### [Data extract]
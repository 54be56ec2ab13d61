use std::sync::Arc;

use crate::{config::AppConfig, engine::EligibilityService};

#[derive(Clone)]
pub struct AppState {
    pub config: Arc<AppConfig>,
    pub service: Arc<EligibilityService>,
}

impl AppState {
    pub fn new(config: AppConfig, service: EligibilityService) -> Self {
        Self {
            config: Arc::new(config),
            service: Arc::new(service),
        }
    }
}
//! Diesel-backed `RecordStore`.
//!
//! Diesel is synchronous, so every call checks a connection out of the r2d2 pool
//! and runs on `spawn_blocking`. One call is one connection scope; multi-row writes
//! run inside `conn.transaction`.

use std::collections::{HashMap, HashSet};

use async_trait::async_trait;
use chrono::{DateTime, NaiveDate, Utc};
use diesel::pg::Pg;
use diesel::prelude::*;
use diesel::sql_types::{Nullable, Text};
use diesel::upsert::excluded;
use tokio::task;

use super::{
    last_wins_by_key, latest_valid_per_identity, MemberCriteria, MemberSource, RecordStore,
    StoreError, StoreResult,
};
use crate::db::PgPool;
use crate::domain::{
    Address, CreatedVerification, ExternalIdMapping, File, FileCompletion, HeaderAlias,
    IdentitySnapshot, LinkedVerification, Member, MemberVerification, NewAddress,
    NewExternalIdMapping, NewFile, NewHeaderAlias, NewMember, NewMemberVerification,
    NewParseError, NewPopulation, NewSubPopulation, NewVerificationAttempt, OrgIdentity,
    Organization, ParseErrorRecord, Population, SubPopulation, Verification,
    VerificationAttempt, VerificationBundle, VerificationType,
};
use crate::models::{
    AddressRow, ConfigurationRow, ExternalIdRow, FileRow, HeaderAliasRow, Member2Row,
    MemberHistoricalRow, MemberVerificationRow, MemberVersionedRow, NewAddressRow,
    NewExternalIdRow, NewFileRow, NewHeaderAliasRow, NewMember2Row, NewMemberVerificationRow,
    NewMemberVersionedRow, NewParseErrorRow, NewPopulationRow, NewSubPopulationRow,
    NewVerification2Row, NewVerificationAttemptRow, NewVerificationRow, ParseErrorRow,
    PopulationRow, SubPopulationRow, Verification2Row, VerificationAttemptRow, VerificationRow,
};
use crate::schema::{
    address, configuration, file, file_parse_errors, header_alias, member_2, member_verification,
    member_versioned, member_versioned_historical, organization_external_id, population,
    sub_population, verification, verification_2, verification_attempt,
};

### [Brief]
Out of the entries, pull every line that mentions "call".

### [Solution to the exercise]
//! Diesel is synchronous, so every call checks a connection out of the r2d2 pool
//! and runs on `spawn_blocking`. One call is one connection scope; multi-row writes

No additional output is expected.